Françaises, Français,
- Je vous demande d'apporter à nos compatriotes de Nouvelle-Calédonie la garantie de la France pour un avenir pacifique, une économie plus forte, une société plus juste.
- Il y a peu de mois, deux communautés s'affrontaient. Souvenons-nous des événements tragiques qui les ont déchirées et faisons en sorte que de tels drames ne se reproduisent plus. Or, l'enchaînement qui conduisait à la guerre civile a été rompu. Les responsables calédoniens ont su refuser la violence et décider de vivre ensemble, en paix.
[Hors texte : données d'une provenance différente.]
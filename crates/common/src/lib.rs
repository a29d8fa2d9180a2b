//! # Common — shared contracts for the StratumKV storage core
//!
//! Home of the pieces every other crate leans on:
//!
//! - [`Error`] / [`Result`]: the status kinds that cross layer boundaries.
//! - [`Comparator`]: the three-way ordering contract, plus
//!   [`BytewiseComparator`] and [`InternalKeyComparator`].
//! - Internal-key encoding: `user_key | fixed64((seq << 8) | type)` and
//!   the [`LookupKey`] snapshot-read helper.
//! - [`FilterPolicy`]: the probabilistic-filter capability consumed by the
//!   sstable filter block (implemented by the `bloom` crate).
//! - [`Iter`]: the cursor contract shared by memtable, block, merging and
//!   two-level iterators.

mod comparator;
mod error;
mod filter;
mod iter;
mod key;

pub use comparator::{BytewiseComparator, Comparator, InternalKeyComparator};
pub use error::{Error, Result};
pub use filter::FilterPolicy;
pub use iter::{EmptyIter, Iter};
pub use key::{
    append_internal_key, extract_user_key, pack_sequence_and_type, LookupKey, SequenceNumber,
    ValueType, MAX_SEQUENCE_NUMBER, TYPE_FOR_SEEK,
};

#[cfg(test)]
mod tests;
use thiserror::Error;

/// Errors that cross layer boundaries in the storage core.
///
/// Structural violations found while decoding (bad magic, truncated
/// varint, restart point with a nonzero shared prefix) are `Corruption`.
/// A file too short to hold a table footer is `InvalidArgument`, as is a
/// bad magic number. Feature gaps (compression codecs, checksum
/// verification) are `NotSupported` and reported at first use, never
/// silently ignored.
///
/// `NotFound` plays a double role: a memtable or table deletion entry is
/// reported as *found* with a `NotFound` error, which tells the caller
/// this layer is authoritative — do not consult older layers.
///
/// All variants carry plain message strings (I/O errors are flattened to
/// their display form) so the enum is `Clone` and iterators can latch a
/// status and hand it back on every `status()` call.
#[derive(Debug, Clone, PartialEq, Eq, Error)]
pub enum Error {
    /// The key does not exist at this layer (authoritatively).
    #[error("not found: {0}")]
    NotFound(String),

    /// On-disk or in-memory structure failed to decode.
    #[error("corruption: {0}")]
    Corruption(String),

    /// A recognized but unimplemented feature was requested.
    #[error("not supported: {0}")]
    NotSupported(String),

    /// The caller handed us something that cannot be a valid table.
    #[error("invalid argument: {0}")]
    InvalidArgument(String),

    /// The storage collaborator failed.
    #[error("io error: {0}")]
    Io(String),
}

impl Error {
    /// True iff this is the `NotFound` kind.
    #[must_use]
    pub fn is_not_found(&self) -> bool {
        matches!(self, Error::NotFound(_))
    }

    /// True iff this is the `Corruption` kind.
    #[must_use]
    pub fn is_corruption(&self) -> bool {
        matches!(self, Error::Corruption(_))
    }

    /// True iff this is the `NotSupported` kind.
    #[must_use]
    pub fn is_not_supported(&self) -> bool {
        matches!(self, Error::NotSupported(_))
    }
}

impl From<std::io::Error> for Error {
    fn from(e: std::io::Error) -> Self {
        Error::Io(e.to_string())
    }
}

pub type Result<T> = std::result::Result<T, Error>;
- Lorsqu'il y a 135 ans, il fut pris possession de cette terre au nom de la France, des femmes et des hommes y vivaient depuis des millénaires, les Canaques. D'autres hommes et d'autres femmes, partis de la métropole, contre leur gré ou librement, les ont rejoints. D'autres encore sont venus du Pacifique, d'Asie ou d'Afrique du Nord. Chaque groupe humain a, en Nouvelle-Calédonie, son histoire et les Calédoniens n'imaginent pas, pour leurs enfants, d'espoir hors de cette terre.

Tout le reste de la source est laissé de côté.